Brandon Lewis is MP for Great Yarmouth, and formerly served as Secretary of State for Northern Ireland.
Our members, councillors and volunteers are the backbone of our Party. Many assumptions, and misconceptions, have been floated in recent days about the hundreds of thousands of members who will cast their vote to decide on the country’s next leader.
For the next six weeks, they will hear directly from our final two candidates in this leadership contest in theatres, town halls and conference centres across the country.
As a former Chairman of the Party, I have seen the seriousness with which our members take this responsibility; in 2019, thousands turned out at hustings across the country to put the final two candidates through their paces, asking considered and informed questions of them about policy, purpose and personality.
Earlier this week, I wrote that the allegations of dark arts and dirty tricks that have plagued this leadership contest to date are a gift to the Opposition, adding to their research folders and leaflet fodder. They will take any opportunity to exploit division and they have done.
Right on cue, earlier this week, Labour released a video of the televised leadership debates that have taken place so far. It was painfully predictable: a head-to-head with the then five leadership contenders all necessarily competing for the most airtime and the most dramatic punchline.
Selective clips have since been stitched together into a mocking video on our record in government. No doubt it will be ruthlessly and relentlessly broadcast in target seats and marginal constituencies across the country.
We have been in government a long time. We have much to be proud of, much to improve on and much to complete. We cannot become short-sighted, sacrificing the integrity of the oldest political party in the world for the sake of a few soundbites.
We must treat the Party, as an entity and an institution, and the people who are part of it, with the respect it deserves.
We talk about acting as custodians for the economy, known for sound economic management and decision-making, not passing on the burden of debt to the next generation. We talk about protecting the environment, so we pass on a healthier planet to our children and grandchildren. We must treat the Party in the same way.
We join as members and volunteers and stand as councillors or Members of Parliament because we believe it represents a force for good – a bastion of opportunity for all, a meritocracy that respects and rewards talent and enterprise. We are all custodians of the Party and its principles, protecting and enhancing them for those who will come after us.
It is undeniable that the Party has been damaged by these televised debates. We have always been a broad church, it is one of the Party’s greatest strengths and an enormous asset. Such diversity of thought and opinion is a credit to our Party. But we cannot allow it to be exploited or misrepresented.
The format of the debates have exposed fault lines and fractures that have only served to undermine us. It is absolutely right, of course, that our candidates are put to the test, their policies scrutinised and their performance under pressure examined by the widest possible audience. But this was not the way to do it.
As Chairman, I loathed these sorts of head-to-head debates during the last leadership contest for exactly that reason. We did not run them this way as a Party, but there was still ample opportunity for our members and the public to scrutinise the candidates.
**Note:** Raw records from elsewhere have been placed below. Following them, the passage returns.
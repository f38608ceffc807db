//! # Page Geometry
//!
//! Millimetre-based page and label geometry, and the grid planner that
//! tiles label instances onto pages.
//!
//! ## Built-in paper formats
//!
//! | Format | Size (mm) |
//! |--------|-----------|
//! | A4 | 210 × 297 |
//! | A3 | 297 × 420 |
//! | A5 | 148 × 210 |
//! | Letter | 215.9 × 279.4 |
//! | Legal | 215.9 × 355.6 |
//! | Tabloid | 279.4 × 431.8 |
//!
//! All geometry is logical: the engine computes positions in millimetres
//! and leaves physical-unit conversion and document serialization to the
//! renderer.

mod planner;
mod presets;

pub use planner::{PageGrid, grid_for, plan, plan_single};
pub use presets::{
    LabelCategory, LabelPreset, STANDARD_LABELS, label_by_id, labels_by_category,
};

use serde::{Deserialize, Serialize};

use crate::error::EtiquetaError;

// ============================================================================
// LABEL FOOTPRINT
// ============================================================================

/// Physical size of one label instance, in millimetres.
#[derive(Debug, Clone, Copy, PartialEq, Serialize, Deserialize)]
pub struct LabelFootprint {
    pub width: f64,
    pub height: f64,
}

impl LabelFootprint {
    pub const fn new(width: f64, height: f64) -> Self {
        Self { width, height }
    }

    /// Reject non-positive or non-finite dimensions. Checked once, before
    /// any planning begins; the planner never produces zero-size slots.
    pub fn validate(&self) -> Result<(), EtiquetaError> {
        if !(self.width.is_finite() && self.width > 0.0) {
            return Err(EtiquetaError::Footprint(format!(
                "width must be positive, got {}",
                self.width
            )));
        }
        if !(self.height.is_finite() && self.height > 0.0) {
            return Err(EtiquetaError::Footprint(format!(
                "height must be positive, got {}",
                self.height
            )));
        }
        Ok(())
    }
}

// ============================================================================
// PAGE FORMAT
// ============================================================================

/// Page orientation. Landscape swaps the paper's width and height.
#[derive(Debug, Clone, Copy, PartialEq, Eq, Default, Serialize, Deserialize)]
#[serde(rename_all = "snake_case")]
pub enum Orientation {
    #[default]
    Portrait,
    Landscape,
}

fn default_margin() -> f64 {
    10.0
}

fn default_gap() -> f64 {
    5.0
}

/// Printable page description, in millimetres.
///
/// `margin_left` mirrors to the right edge and `margin_top` to the bottom.
/// `gap` is the spacing between adjacent label footprints.
#[derive(Debug, Clone, Copy, PartialEq, Serialize, Deserialize)]
pub struct PageFormat {
    pub width: f64,
    pub height: f64,
    #[serde(default = "default_margin")]
    pub margin_top: f64,
    #[serde(default = "default_margin")]
    pub margin_left: f64,
    /// Spacing between adjacent labels, horizontally and vertically.
    #[serde(default = "default_gap")]
    pub gap: f64,
}

impl PageFormat {
    /// ISO A4 paper with default margins.
    pub const A4: Self = Self::new(210.0, 297.0);
    /// ISO A3 paper with default margins.
    pub const A3: Self = Self::new(297.0, 420.0);
    /// ISO A5 paper with default margins.
    pub const A5: Self = Self::new(148.0, 210.0);
    /// US Letter ("Carta") paper with default margins.
    pub const LETTER: Self = Self::new(215.9, 279.4);
    /// US Legal paper with default margins.
    pub const LEGAL: Self = Self::new(215.9, 355.6);
    /// US Tabloid paper with default margins.
    pub const TABLOID: Self = Self::new(279.4, 431.8);

    /// A page of the given paper size with the default 10 mm margins and
    /// 5 mm gap.
    pub const fn new(width: f64, height: f64) -> Self {
        Self {
            width,
            height,
            margin_top: 10.0,
            margin_left: 10.0,
            gap: 5.0,
        }
    }

    /// Override both margins.
    pub fn with_margins(mut self, top: f64, left: f64) -> Self {
        self.margin_top = top;
        self.margin_left = left;
        self
    }

    /// Override the inter-label gap.
    pub fn with_gap(mut self, gap: f64) -> Self {
        self.gap = gap;
        self
    }

    /// Apply an orientation: landscape swaps width and height.
    pub fn oriented(self, orientation: Orientation) -> Self {
        match orientation {
            Orientation::Portrait => self,
            Orientation::Landscape => Self {
                width: self.height,
                height: self.width,
                ..self
            },
        }
    }

    /// Look up a built-in paper format by name.
    ///
    /// Accepts the ISO/US names case-insensitively, plus "carta" for
    /// Letter. Returns `None` for unknown names.
    pub fn by_name(name: &str) -> Option<Self> {
        match name.to_ascii_lowercase().as_str() {
            "a4" => Some(Self::A4),
            "a3" => Some(Self::A3),
            "a5" => Some(Self::A5),
            "letter" | "carta" => Some(Self::LETTER),
            "legal" => Some(Self::LEGAL),
            "tabloid" => Some(Self::TABLOID),
            _ => None,
        }
    }

    /// Reject non-positive dimensions and negative margins or gap.
    pub fn validate(&self) -> Result<(), EtiquetaError> {
        if !(self.width.is_finite() && self.width > 0.0) {
            return Err(EtiquetaError::PageFormat(format!(
                "width must be positive, got {}",
                self.width
            )));
        }
        if !(self.height.is_finite() && self.height > 0.0) {
            return Err(EtiquetaError::PageFormat(format!(
                "height must be positive, got {}",
                self.height
            )));
        }
        for (name, value) in [
            ("margin_top", self.margin_top),
            ("margin_left", self.margin_left),
            ("gap", self.gap),
        ] {
            if !(value.is_finite() && value >= 0.0) {
                return Err(EtiquetaError::PageFormat(format!(
                    "{} must be zero or positive, got {}",
                    name, value
                )));
            }
        }
        Ok(())
    }

    /// Printable width once both horizontal margins are removed.
    pub(crate) fn usable_width(&self) -> f64 {
        self.width - 2.0 * self.margin_left
    }

    /// Printable height once both vertical margins are removed.
    pub(crate) fn usable_height(&self) -> f64 {
        self.height - 2.0 * self.margin_top
    }
}

// ============================================================================
// LAYOUT SLOT
// ============================================================================

/// A rectangular, page-relative position assigned to one rendered label
/// instance.
///
/// `x`/`y` are the top-left corner within the page, in millimetres. Slots
/// on the same page never overlap.
#[derive(Debug, Clone, Copy, PartialEq, Serialize, Deserialize)]
pub struct LayoutSlot {
    /// 0-based page this slot lands on.
    pub page_index: usize,
    /// 0-based grid row within the page.
    pub row: usize,
    /// 0-based grid column within the page.
    pub col: usize,
    pub x: f64,
    pub y: f64,
    pub width: f64,
    pub height: f64,
}

#[cfg(test)]
mod tests {
    use super::*;

    #[test]
    fn test_footprint_validate() {
        assert!(LabelFootprint::new(90.0, 50.0).validate().is_ok());
        assert!(LabelFootprint::new(0.0, 50.0).validate().is_err());
        assert!(LabelFootprint::new(90.0, -1.0).validate().is_err());
        assert!(LabelFootprint::new(f64::NAN, 50.0).validate().is_err());
        assert!(LabelFootprint::new(f64::INFINITY, 50.0).validate().is_err());
    }

    #[test]
    fn test_page_validate() {
        assert!(PageFormat::A4.validate().is_ok());
        assert!(PageFormat::new(0.0, 297.0).validate().is_err());
        assert!(PageFormat::A4.with_margins(-1.0, 10.0).validate().is_err());
        assert!(PageFormat::A4.with_gap(-0.5).validate().is_err());
        // Zero margins and gap are legal.
        assert!(PageFormat::A4.with_margins(0.0, 0.0).with_gap(0.0).validate().is_ok());
    }

    #[test]
    fn test_orientation_swap() {
        let landscape = PageFormat::A4.oriented(Orientation::Landscape);
        assert_eq!(landscape.width, 297.0);
        assert_eq!(landscape.height, 210.0);
        // Margins survive the swap.
        assert_eq!(landscape.margin_top, PageFormat::A4.margin_top);
        // Portrait is the identity.
        assert_eq!(PageFormat::A4.oriented(Orientation::Portrait), PageFormat::A4);
    }

    #[test]
    fn test_by_name() {
        assert_eq!(PageFormat::by_name("A4"), Some(PageFormat::A4));
        assert_eq!(PageFormat::by_name("letter"), Some(PageFormat::LETTER));
        assert_eq!(PageFormat::by_name("Carta"), Some(PageFormat::LETTER));
        assert_eq!(PageFormat::by_name("B5"), None);
    }

    #[test]
    fn test_usable_area() {
        let page = PageFormat::A4; // 210 × 297, margins 10
        assert_eq!(page.usable_width(), 190.0);
        assert_eq!(page.usable_height(), 277.0);
    }
}
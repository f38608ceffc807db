//! Placeholder discovery.
//!
//! One scan pass answers "which fields does this template need", in a
//! stable order the editor can display and a batch run can report. Scanning
//! and binding share one token grammar (see [`super::token`]) so a name
//! found here is exactly a name the binder will substitute.

use super::Template;
use super::token;

/// Append each token name in `text` to `found`, skipping names already seen.
fn collect_names(found: &mut Vec<String>, text: &str) {
    for name in token::names(text) {
        if !found.iter().any(|f| f == name) {
            found.push(name.to_owned());
        }
    }
}

/// Scan a single content string for placeholder names, deduplicated in
/// occurrence order.
pub fn scan_text(text: &str) -> Vec<String> {
    let mut found = Vec::new();
    collect_names(&mut found, text);
    found
}

impl Template {
    /// The distinct placeholder names referenced by this template's text
    /// elements.
    ///
    /// Each name appears exactly once, in first-seen order: element order
    /// first, then left-to-right within an element. Pure: re-scanning an
    /// unchanged template returns the same list every time.
    pub fn placeholders(&self) -> Vec<String> {
        let mut found = Vec::new();
        for content in self.text_contents() {
            collect_names(&mut found, content);
        }
        found
    }
}
//! # Data Rows
//!
//! One [`DataRow`] per label instance: a mapping from field name to display
//! value. Rows arrive from an external data source (CSV import, editor
//! defaults) and are read-only to the engine.
//!
//! Values are opaque text. Numeric and date formatting happens upstream,
//! before a row crosses this boundary; deserialization coerces JSON
//! primitives to their display form so callers don't have to.

use serde::{Deserialize, Serialize};
use std::collections::HashMap;

/// One record of field name → display value.
#[derive(Debug, Clone, Default, PartialEq, Serialize)]
#[serde(transparent)]
pub struct DataRow {
    fields: HashMap<String, String>,
}

impl DataRow {
    /// Create an empty row.
    pub fn new() -> Self {
        Self::default()
    }

    /// Build a row from (field, value) pairs.
    pub fn from_pairs<K, V>(pairs: impl IntoIterator<Item = (K, V)>) -> Self
    where
        K: Into<String>,
        V: Into<String>,
    {
        Self {
            fields: pairs
                .into_iter()
                .map(|(k, v)| (k.into(), v.into()))
                .collect(),
        }
    }

    /// The value for `field`, if the row has one.
    pub fn get(&self, field: &str) -> Option<&str> {
        self.fields.get(field).map(String::as_str)
    }

    /// Set (or replace) a field value.
    pub fn set(&mut self, field: impl Into<String>, value: impl Into<String>) {
        self.fields.insert(field.into(), value.into());
    }

    /// Whether the row has a value for `field`. Field names are
    /// case-sensitive.
    pub fn contains(&self, field: &str) -> bool {
        self.fields.contains_key(field)
    }

    /// Number of fields in the row.
    pub fn len(&self) -> usize {
        self.fields.len()
    }

    /// Whether the row has no fields at all.
    pub fn is_empty(&self) -> bool {
        self.fields.is_empty()
    }

    /// The underlying field map.
    pub fn fields(&self) -> &HashMap<String, String> {
        &self.fields
    }
}

impl From<HashMap<String, String>> for DataRow {
    fn from(fields: HashMap<String, String>) -> Self {
        Self { fields }
    }
}

/// Any JSON primitive, rendered as display text on arrival.
///
/// `{"precio": 19.99}` and `{"precio": "19.99"}` both bind the same way.
#[derive(Deserialize)]
#[serde(untagged)]
enum FieldValue {
    Text(String),
    Number(serde_json::Number),
    Bool(bool),
    Null,
}

impl FieldValue {
    fn into_text(self) -> String {
        match self {
            FieldValue::Text(s) => s,
            FieldValue::Number(n) => n.to_string(),
            FieldValue::Bool(b) => b.to_string(),
            FieldValue::Null => String::new(),
        }
    }
}

impl<'de> Deserialize<'de> for DataRow {
    fn deserialize<D>(deserializer: D) -> Result<Self, D::Error>
    where
        D: serde::Deserializer<'de>,
    {
        let raw: HashMap<String, FieldValue> = HashMap::deserialize(deserializer)?;
        Ok(Self {
            fields: raw.into_iter().map(|(k, v)| (k, v.into_text())).collect(),
        })
    }
}

/// The demo dataset a fresh editor session starts with.
pub fn sample_rows() -> Vec<DataRow> {
    [
        ("Producto A", "Descripción del producto A", "$19.99", "PA001", "Electrónicos"),
        ("Producto B", "Descripción del producto B", "$29.99", "PB002", "Hogar"),
        ("Producto C", "Descripción del producto C", "$39.99", "PC003", "Deportes"),
    ]
    .into_iter()
    .map(|(nombre, descripcion, precio, codigo, categoria)| {
        DataRow::from_pairs([
            ("nombre", nombre),
            ("descripcion", descripcion),
            ("precio", precio),
            ("codigo", codigo),
            ("categoria", categoria),
        ])
    })
    .collect()
}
We organised online hustings and livestreams which provided the chance for robust questioning of the candidates on their suitability for the highest office in the country and stewardship of our Party, with each focused on their positive plan for the future.
These hustings showcased the very best of our Party: thousands of members coming together across the whole of the UK, united in the task of choosing our next leader. I witnessed first-hand the appreciation so many had for the importance of their role in voting for the next prime minister. I am absolutely certain that this time will be no different.
Each of these hustings was chaired by an experienced broadcaster, with questions put to each of the candidates individually. They were each given the chance to set out their pledges to the Party, a positive platform to outline their core aims and ambitions for the voluntary Party, the parliamentary Party and the country.
It provided for a much more in-depth analysis of their principles and policy proposals than a head-to-head debate can provide, and crucially, it did not descend into a blue-on-blue battle that could do long term damage to the integrity of the Party.
This may be a contest for the highest office in the country, but we cannot become blinkered. Whatever happens, the long-term consequences of this leadership contest will be significant.
It is essential that when the final votes have been cast and counted and the result declared that we are able to come back together and unite in our shared mission to see-through our promises at the last election and tackle the national economic emergency the country faces. The British people deserve no less.
If we don’t reunite and rebuild from here, we will have failed as the custodians of our Party as a force for good for the next generation. That is not an option.